Sending reminders to parents to get their children vaccinated was more effective and cost-efficient when physicians collaborated with public health departments compared with practice-based notification efforts, a new study found.
The study appeared online Monday in JAMA Pediatrics. Vaccination rates around the country have come under increased focus in recent weeks in light of the current measles outbreak that has infected 154 people in 17 states between Jan. 1 and Feb. 20, according to the Centers for Disease Control and Prevention. A majority of cases have been linked to an outbreak that began in December at Disneyland in California, where most of those infected were reported to have not been vaccinated with the measles, mumps and rubella, or MMR, vaccine.
Researchers conducted a randomized trial involving more than 18,000 children from 15 Colorado counties where a share of households received either calls or mail reminders from the Colorado Immunization Information System, an information database run by the Colorado Department of Public Health and Environment that receives vaccination information from health providers and insurers. Other patients received reminders solely from primary-care physician practices, which were reimbursed for the phone calls and mailings.
Of those notified by CIIS, more than 7,800 out of more than 9,000 children received at least one contact compared with 75 children who were reached by physician practices because only two practices conducted reminders.
Among children who were reminded by CIIS, the rate of immunization for at least one vaccine was 27% compared with 22% of patients reminded by practices, according to the study. The rate of those found to be fully up to date with all seven of the vaccinations required before attending school was 13% among those contacted by CIIS, compared with 9% among those reminded solely by providers.
Using a collaborative approach was also found to be more cost-effective, according to the study. The total cost for reminding patients using CIIS was $28,620, or $11.75 per child to achieve one immunization and $24.72 to get them fully up-to-date.

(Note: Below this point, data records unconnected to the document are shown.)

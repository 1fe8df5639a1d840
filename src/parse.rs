//! Response body decoding.
//!
//! A response is decoded according to a [`ParseMode`]. Under
//! [`ParseMode::Auto`] the declared `Content-Type` picks the decoder.

use crate::{Error, Result};
use bytes::Bytes;
use http::header::CONTENT_TYPE;
use http::{HeaderMap, StatusCode};
use serde::de::DeserializeOwned;
use std::fmt;

/// How to decode a response body.
#[derive(Debug, Clone, Copy, PartialEq, Eq, Default)]
pub enum ParseMode {
    /// Choose from the response's `Content-Type`.
    #[default]
    Auto,
    /// Always decode as JSON.
    Json,
    /// Always decode as UTF-8 text.
    Text,
    /// Raw bytes together with their declared content type.
    Blob,
    /// Raw bytes only.
    Bytes,
    /// Discard the body.
    None,
}

impl fmt::Display for ParseMode {
    fn fmt(&self, f: &mut fmt::Formatter<'_>) -> fmt::Result {
        let name = match self {
            ParseMode::Auto => "auto",
            ParseMode::Json => "json",
            ParseMode::Text => "text",
            ParseMode::Blob => "blob",
            ParseMode::Bytes => "bytes",
            ParseMode::None => "none",
        };
        f.write_str(name)
    }
}

/// Binary data along with the content type it was served with.
#[derive(Debug, Clone, PartialEq)]
pub struct Blob {
    /// The response's `Content-Type`, if any.
    pub content_type: Option<String>,
    /// The raw body.
    pub data: Bytes,
}

/// A decoded response body.
#[derive(Debug, Clone, PartialEq)]
pub enum Payload {
    /// A JSON document.
    Json(serde_json::Value),
    /// A text body.
    Text(String),
    /// A binary body with its content type.
    Blob(Blob),
    /// A binary body.
    Bytes(Bytes),
}

impl Payload {
    /// Returns the JSON document, if this is one.
    pub fn as_json(&self) -> Option<&serde_json::Value> {
        match self {
            Payload::Json(value) => Some(value),
            _ => None,
        }
    }

    /// Returns the text body, if this is one.
    pub fn as_text(&self) -> Option<&str> {
        match self {
            Payload::Text(text) => Some(text),
            _ => None,
        }
    }

    /// Returns the raw bytes of a binary payload.
    pub fn as_bytes(&self) -> Option<&Bytes> {
        match self {
            Payload::Blob(blob) => Some(&blob.data),
            Payload::Bytes(bytes) => Some(bytes),
            _ => None,
        }
    }

    /// Converts the payload into a typed value.
    ///
    /// JSON documents deserialize directly; text deserializes as a JSON
    /// string, so `String` targets accept text bodies.
    ///
    /// # Errors
    ///
    /// Returns [`Error::Decode`] when the payload does not fit `T` or is binary.
    pub fn decode<T: DeserializeOwned>(self, status: StatusCode) -> Result<T> {
        let (mode, value) = match self {
            Payload::Json(value) => (ParseMode::Json, value),
            Payload::Text(text) => (ParseMode::Text, serde_json::Value::String(text)),
            Payload::Blob(_) | Payload::Bytes(_) => {
                return Err(Error::Decode {
                    mode: ParseMode::Bytes,
                    status,
                    message: "binary payload cannot be decoded into a typed value".to_string(),
                })
            }
        };
        serde_json::from_value(value).map_err(|e| Error::Decode {
            mode,
            status,
            message: e.to_string(),
        })
    }
}

/// Decodes a buffered response body.
///
/// A `None` result means there is no value: the mode was [`ParseMode::None`]
/// or the status was `204 No Content`.
///
/// # Examples
///
/// ```
/// use reviewfetch::parse::{decode, ParseMode, Payload};
/// use http::StatusCode;
///
/// let payload = decode(StatusCode::OK, Some("application/json"), br#"{"total":3}"#, ParseMode::Auto)
///     .unwrap()
///     .unwrap();
/// assert_eq!(payload, Payload::Json(serde_json::json!({ "total": 3 })));
///
/// assert!(decode(StatusCode::NO_CONTENT, None, b"", ParseMode::Json).unwrap().is_none());
/// ```
pub fn decode(
    status: StatusCode,
    content_type: Option<&str>,
    body: &[u8],
    mode: ParseMode,
) -> Result<Option<Payload>> {
    if mode == ParseMode::None || status == StatusCode::NO_CONTENT {
        return Ok(None);
    }

    let declared = content_type.unwrap_or("");
    let auto = mode == ParseMode::Auto;

    if mode == ParseMode::Json || (auto && declared.contains("application/json")) {
        return serde_json::from_slice(body)
            .map(|value| Some(Payload::Json(value)))
            .map_err(|e| {
                tracing::error!(
                    error = %e,
                    status = status.as_u16(),
                    "Failed to decode JSON response"
                );
                Error::Decode {
                    mode: ParseMode::Json,
                    status,
                    message: e.to_string(),
                }
            });
    }

    match mode {
        ParseMode::Blob => Ok(Some(Payload::Blob(Blob {
            content_type: content_type.map(str::to_string),
            data: Bytes::copy_from_slice(body),
        }))),
        ParseMode::Bytes => Ok(Some(Payload::Bytes(Bytes::copy_from_slice(body)))),
        _ => Ok(Some(Payload::Text(
            String::from_utf8_lossy(body).into_owned(),
        ))),
    }
}

/// Reads the whole body of `response` and decodes it with `mode`.
pub(crate) async fn read_body(
    response: reqwest::Response,
    mode: ParseMode,
) -> Result<Option<Payload>> {
    let status = response.status();
    if mode == ParseMode::None || status == StatusCode::NO_CONTENT {
        return Ok(None);
    }

    let content_type = content_type(response.headers());
    let body = response.bytes().await.map_err(Error::Network)?;
    decode(status, content_type.as_deref(), &body, mode)
}

/// Best-effort decode of an error response body. Failures yield `None`.
pub(crate) async fn read_error_body(response: reqwest::Response) -> Option<Payload> {
    let is_json = content_type(response.headers())
        .is_some_and(|ct| ct.contains("application/json"));
    let body = response.bytes().await.ok()?;
    if is_json {
        serde_json::from_slice(&body).ok().map(Payload::Json)
    } else {
        Some(Payload::Text(String::from_utf8_lossy(&body).into_owned()))
    }
}

fn content_type(headers: &HeaderMap) -> Option<String> {
    headers
        .get(CONTENT_TYPE)
        .and_then(|value| value.to_str().ok())
        .map(str::to_string)
}

#[cfg(test)]
mod tests {
    use super::*;
    use serde::Deserialize;
    use serde_json::json;

    #[test]
    fn test_no_content_is_absent_for_every_mode() {
        for mode in [
            ParseMode::Auto,
            ParseMode::Json,
            ParseMode::Text,
            ParseMode::Blob,
            ParseMode::Bytes,
            ParseMode::None,
        ] {
            let parsed = decode(StatusCode::NO_CONTENT, Some("application/json"), b"", mode).unwrap();
            assert!(parsed.is_none(), "mode {} should yield nothing", mode);
        }
    }

    #[test]
    fn test_none_mode_discards_body() {
        let parsed = decode(StatusCode::OK, Some("application/json"), b"{}", ParseMode::None).unwrap();
        assert!(parsed.is_none());
    }

    #[test]
    fn test_auto_mode_follows_content_type() {
        let json = decode(
            StatusCode::OK,
            Some("application/json; charset=utf-8"),
            br#"{"a":1}"#,
            ParseMode::Auto,
        )
        .unwrap();
        assert_eq!(json, Some(Payload::Json(json!({ "a": 1 }))));

        let text = decode(StatusCode::OK, Some("text/html"), b"<p>hi</p>", ParseMode::Auto).unwrap();
        assert_eq!(text, Some(Payload::Text("<p>hi</p>".into())));

        let fallback = decode(StatusCode::OK, None, br#"{"a":1}"#, ParseMode::Auto).unwrap();
        assert_eq!(fallback, Some(Payload::Text(r#"{"a":1}"#.into())));
    }

    #[test]
    fn test_explicit_modes_override_content_type() {
        let json = decode(StatusCode::OK, Some("text/plain"), b"[1,2]", ParseMode::Json).unwrap();
        assert_eq!(json, Some(Payload::Json(json!([1, 2]))));

        let text = decode(StatusCode::OK, Some("application/json"), b"[1,2]", ParseMode::Text).unwrap();
        assert_eq!(text, Some(Payload::Text("[1,2]".into())));

        let blob = decode(StatusCode::OK, Some("image/png"), &[1, 2, 3], ParseMode::Blob)
            .unwrap()
            .unwrap();
        assert_eq!(
            blob,
            Payload::Blob(Blob {
                content_type: Some("image/png".into()),
                data: Bytes::from_static(&[1, 2, 3]),
            })
        );
        assert_eq!(blob.as_bytes().map(|b| b.len()), Some(3));

        let raw = decode(StatusCode::OK, Some("application/json"), &[9], ParseMode::Bytes).unwrap();
        assert_eq!(raw, Some(Payload::Bytes(Bytes::from_static(&[9]))));
    }

    #[test]
    fn test_malformed_json_is_reported() {
        let err = decode(StatusCode::OK, Some("application/json"), b"not json", ParseMode::Auto)
            .unwrap_err();
        match err {
            Error::Decode { mode, status, .. } => {
                assert_eq!(mode, ParseMode::Json);
                assert_eq!(status, StatusCode::OK);
            }
            other => panic!("Expected Decode, got {:?}", other),
        }
    }

    #[test]
    fn test_payload_decode_into_types() {
        #[derive(Deserialize, Debug, PartialEq)]
        struct Page {
            total: u32,
        }

        let page: Page = Payload::Json(json!({ "total": 7 })).decode(StatusCode::OK).unwrap();
        assert_eq!(page, Page { total: 7 });

        let text: String = Payload::Text("plain".into()).decode(StatusCode::OK).unwrap();
        assert_eq!(text, "plain");

        let err = Payload::Bytes(Bytes::new()).decode::<Page>(StatusCode::OK).unwrap_err();
        assert!(matches!(err, Error::Decode { .. }));

        let err = Payload::Json(json!({ "total": "many" }))
            .decode::<Page>(StatusCode::OK)
            .unwrap_err();
        assert!(matches!(err, Error::Decode { mode: ParseMode::Json, .. }));
    }
}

By comparison, the two practices who engaged in reminding patients to get immunized had costs that averaged $74 per patient for at least one vaccine and $124 per child to get them up-to-date with all required immunizations.
“Our findings and those of previous studies support consideration of a collaborative collective compared with a practice-based reminder/recall approach to increase immunization rates during the preschool years,” the study concluded. “Sustainable funding mechanisms will be needed to support such an approach and may involve a shared investment between practice organizations or accountable care organizations and the public sector. With minimal contributions from each, substantial cost savings should be realized from a societal perspective.”